Thank you. You sadistic, kowtowing, pathetic excuses for doctors. Do they even take the Hippocratic oath anymore?

Fuck. MDs.

I'm sorry this isn't a family friendly blog. Tough shit.

Wednesday, January 7, 2009

New toy: Redline D440 29er

Well, it's about time I said something about my latest two-wheeled conveyance (if such it can indeed be called). This is actually a result of my generous corporate sponsorship for the upcoming Kona 24 Hours in the Old Pueblo mountain bike race. I'd like the opportunity to thank my employer.

With that out of the way, what about the bike? The Redline D440 is a rigid, steel 29er mountain bike that's set up without a front derailer for a 1x8 speed drivetrain. It comes stock with awful Tektro v-brakes, which you should remove immediately, and disc compatible hubs and the appropriate mounting tabs.
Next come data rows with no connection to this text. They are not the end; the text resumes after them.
use crate::animation::ease::Ease;
use crate::animation::track::Track;

/// Interpolated state for the ring border: one track for the segment weights and one for the
/// stroke width, advanced toward their targets by timing ticks.
///
/// The two tracks are fully independent: starting, snapping, or completing one never affects the
/// other. Every operation is total; invalid numeric input is coerced (negative or non-finite
/// weights become 0, non-positive durations collapse to a snap).
#[derive(Clone, Debug)]
pub struct BorderAnimator {
    weights: Track<Vec<f64>>,
    /// Length the weight vector settles to once the current transition completes.
    weights_len: usize,
    stroke: Track<f64>,
    border_width: f64,
}

impl Default for BorderAnimator {
    fn default() -> Self {
        Self::new()
    }
}

impl BorderAnimator {
    /// Create an animator with no segments, zero border width, and zero stroke width.
    pub fn new() -> Self {
        Self {
            weights: Track::new(Vec::new()),
            weights_len: 0,
            stroke: Track::new(0.0),
            border_width: 0.0,
        }
    }

    /// Instantaneously replace the segment weights, canceling any weights transition.
    pub fn set_border_values(&mut self, values: &[f64]) {
        let values = coerce_weights(values);
        self.weights_len = values.len();
        self.weights.snap(values);
    }

    /// Smoothly transition the segment weights to `values` over `duration` seconds.
    ///
    /// When the old and new vectors differ in length, both endpoints are zero-padded to the
    /// common length: appearing segments grow from zero sweep and disappearing segments shrink to
    /// zero, under the same interpolation rule as every other segment. Once the transition
    /// completes the vector is trimmed back to `values.len()`.
    ///
    /// Replacing an in-flight transition resumes from the currently interpolated weights, so
    /// chained calls are continuous. A non-positive `duration` is a snap.
    pub fn animate_to_border_values(&mut self, values: &[f64], duration: f64, now: f64) {
        let values = coerce_weights(values);
        self.weights_len = values.len();
        if !(duration > 0.0) {
            self.weights.snap(values);
            return;
        }

        let mut from = self.weights.sample(now);
        let mut to = values;
        let n = from.len().max(to.len());
        from.resize(n, 0.0);
        to.resize(n, 0.0);

        tracing::trace!(n, duration, "starting border values transition");
        self.weights.begin(from, to, now, duration, Ease::InOutCubic);
    }

    /// Set the nominal ring thickness.
    ///
    /// Also snaps the drawn stroke width to `width`, canceling any stroke-width transition; the
    /// two only diverge through [`BorderAnimator::set_border_stroke_width`] or
    /// [`BorderAnimator::animate_to_stroke_width`] afterwards.
    pub fn set_border_width(&mut self, width: f64) {
        let width = coerce_scalar(width);
        self.border_width = width;
        self.stroke.snap(width);
    }

    /// Instantaneously set the drawn stroke width without touching the nominal thickness.
    pub fn set_border_stroke_width(&mut self, width: f64) {
        self.stroke.snap(coerce_scalar(width));
    }

    /// Smoothly transition the drawn stroke width to `width` over `duration` seconds.
    pub fn animate_to_stroke_width(&mut self, width: f64, duration: f64, now: f64) {
        tracing::trace!(width, duration, "starting stroke width transition");
        self.stroke
            .animate(coerce_scalar(width), now, duration, Ease::InOutCubic);
    }

    /// Advance both tracks to `now`.
    ///
    /// The weights track is evaluated before the stroke track. Returns `true` when a redraw
    /// should be issued; at most one redraw is requested per tick regardless of how many tracks
    /// advanced. A track whose elapsed time has reached its duration snaps to its target exactly
    /// and goes idle.
    pub fn tick(&mut self, now: f64) -> bool {
        let mut redraw = false;
        if self.weights.advance(now) {
            redraw = true;
            if !self.weights.is_animating() {
                let mut settled = self.weights.target().clone();
                settled.truncate(self.weights_len);
                self.weights.snap(settled);
                tracing::trace!(len = self.weights_len, "border values transition completed");
            }
        }
        if self.stroke.advance(now) {
            redraw = true;
        }
        redraw
    }

    /// The weight vector as it should be rendered at time `now`.
    ///
    /// While a transition is in flight this has the padded target's length and element order;
    /// trailing zero weights project to zero-length spans that the renderer skips.
    pub fn weights(&self, now: f64) -> Vec<f64> {
        self.weights.sample(now)
    }

    /// The weight vector the caller last requested, without transition padding.
    pub fn border_values(&self) -> &[f64] {
        let target = self.weights.target();
        &target[..self.weights_len.min(target.len())]
    }

    /// Nominal ring thickness.
    pub fn border_width(&self) -> f64 {
        self.border_width
    }

    /// Drawn stroke width at time `now`.
    pub fn stroke_width(&self, now: f64) -> f64 {
        self.stroke.sample(now)
    }

    /// Whether either track has a transition in flight.
    pub fn is_animating(&self) -> bool {
        self.weights.is_animating() || self.stroke.is_animating()
    }
}

fn coerce_weights(values: &[f64]) -> Vec<f64> {
    values
        .iter()
        .map(|&w| if w.is_finite() && w > 0.0 { w } else { 0.0 })
        .collect()
}

fn coerce_scalar(v: f64) -> f64 {
    if v.is_finite() { v } else { 0.0 }
}

#[cfg(test)]
#[path = "../../tests/unit/animation/controller.rs"]
mod tests;
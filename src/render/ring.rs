use crate::foundation::core::{Bitmap, Point, Rgba8};
use crate::foundation::error::RingletResult;
use crate::geometry::spans::{self, FULL_SWEEP, TOP_ANGLE};
use crate::render::surface::{Cap, StrokedArc, Surface};

/// Everything needed to draw one frame of the widget, borrowed from the owner.
#[derive(Clone, Copy, Debug)]
pub struct RingFrame<'a> {
    /// Segment weights as currently interpolated.
    pub weights: &'a [f64],
    /// Segment colors; segment `i` uses `colors[i % colors.len()]`.
    pub colors: &'a [Rgba8],
    /// Center of the widget.
    pub center: Point,
    /// Half the smaller widget dimension.
    pub outer_radius: f64,
    /// Nominal ring thickness; also the gap between ring and avatar.
    pub border_width: f64,
    /// Drawn stroke thickness.
    pub stroke_width: f64,
    /// Avatar bitmap, if any.
    pub avatar: Option<&'a Bitmap>,
}

/// Draw one frame: the segmented ring, then the avatar inside its circular clip.
///
/// The stroke centerline sits at `outer_radius - border_width / 2` regardless of stroke width, so
/// an oversized stroke grows outward and inward symmetrically around the nominal ring. The ring
/// is skipped entirely when the centerline radius is non-positive, the stroke width is
/// non-positive, or there are no colors; zero-length spans are skipped individually. The avatar
/// is skipped when absent or when `outer_radius - border_width` is non-positive.
#[tracing::instrument(skip(frame, surface))]
pub fn render_ring(frame: &RingFrame<'_>, surface: &mut dyn Surface) -> RingletResult<()> {
    let centerline = frame.outer_radius - frame.border_width * 0.5;
    if centerline > 0.0 && frame.stroke_width > 0.0 && !frame.colors.is_empty() {
        for span in spans::project(frame.weights, TOP_ANGLE, FULL_SWEEP) {
            if span.is_empty() {
                continue;
            }
            surface.stroke_arc(&StrokedArc {
                center: frame.center,
                radius: centerline,
                start_angle: span.start,
                end_angle: span.end,
                width: frame.stroke_width,
                cap: Cap::Butt,
                color: frame.colors[span.index % frame.colors.len()],
            })?;
        }
    }

    if let Some(avatar) = frame.avatar {
        let clip_radius = frame.outer_radius - frame.border_width;
        if clip_radius > 0.0 {
            surface.draw_bitmap_in_circle(avatar, frame.center, clip_radius)?;
        }
    }

    Ok(())
}

#[cfg(test)]
#[path = "../../tests/unit/render/ring.rs"]
mod tests;
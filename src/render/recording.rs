use crate::foundation::core::{Bitmap, Point};
use crate::foundation::error::RingletResult;
use crate::render::surface::{StrokedArc, Surface};

/// One captured drawing command.
#[derive(Clone, Debug, PartialEq)]
pub enum SurfaceCommand {
    /// A stroked arc.
    StrokeArc(StrokedArc),
    /// A bitmap composited into a circular clip. The pixel data itself is not retained, only the
    /// bitmap dimensions and the clip geometry.
    DrawBitmapInCircle {
        /// Bitmap width in pixels.
        width: u32,
        /// Bitmap height in pixels.
        height: u32,
        /// Clip circle center.
        center: Point,
        /// Clip circle radius.
        radius: f64,
    },
}

/// In-memory surface for tests and debugging: records commands instead of drawing.
#[derive(Clone, Debug, Default)]
pub struct RecordingSurface {
    commands: Vec<SurfaceCommand>,
}

impl RecordingSurface {
    /// Create an empty recording surface.
    pub fn new() -> Self {
        Self::default()
    }

    /// Borrow the captured commands in issue order.
    pub fn commands(&self) -> &[SurfaceCommand] {
        &self.commands
    }

    /// The captured arc commands, in issue order.
    pub fn arcs(&self) -> impl Iterator<Item = &StrokedArc> {
        self.commands.iter().filter_map(|c| match c {
            SurfaceCommand::StrokeArc(arc) => Some(arc),
            SurfaceCommand::DrawBitmapInCircle { .. } => None,
        })
    }

    /// Discard all captured commands.
    pub fn clear(&mut self) {
        self.commands.clear();
    }
}

impl Surface for RecordingSurface {
    fn stroke_arc(&mut self, arc: &StrokedArc) -> RingletResult<()> {
        self.commands.push(SurfaceCommand::StrokeArc(*arc));
        Ok(())
    }

    fn draw_bitmap_in_circle(
        &mut self,
        bitmap: &Bitmap,
        center: Point,
        radius: f64,
    ) -> RingletResult<()> {
        self.commands.push(SurfaceCommand::DrawBitmapInCircle {
            width: bitmap.width,
            height: bitmap.height,
            center,
            radius,
        });
        Ok(())
    }
}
It is, in fact, as if they simply included the v-brakes in order to be able to sell the bike.

I have to admit I didn't even try out the Tektros, they felt mushy, but other people have said nice things about them, so I'll leave it at that. I had pair of Avid Single Digit 7s lying around, but felt that with the predominant conditions that I ride in (mud!) a mechanical disc brake setup made far more sense. I wouldn't be scoring up my rims, and I already had some Avid Speed Dial levers. So I grabbed some Avid BB7s from REI, and for $100 I had 160mm discs - and not particularly crappy ones, either.

I think it was possibly the easiest upgrade ever.

Everything on the bike is designed to accept either mechanical or hydraulic disc brakes. There's even a braze-on for a front derailer, if that's your thing. Personally, I don't think you need a huge range of gears on a mountain bike, where the speeds you'll be traveling at vary less than on a road bike. Regardless, I think it's interesting that a manufacturer is shipping a bike with a stock gearing system identical to the one I have on my 1990 rigid Peugeot.

Of course the brakes are great, but how does it ride? Like a giant BMX, really. Which makes sense, given the frame geometry, material, the oversize riser bar, the drivetrain simplicity. This thing can go anywhere. I have to put some more miles on it, but so far it's been nothing but an absolute pleasure to ride.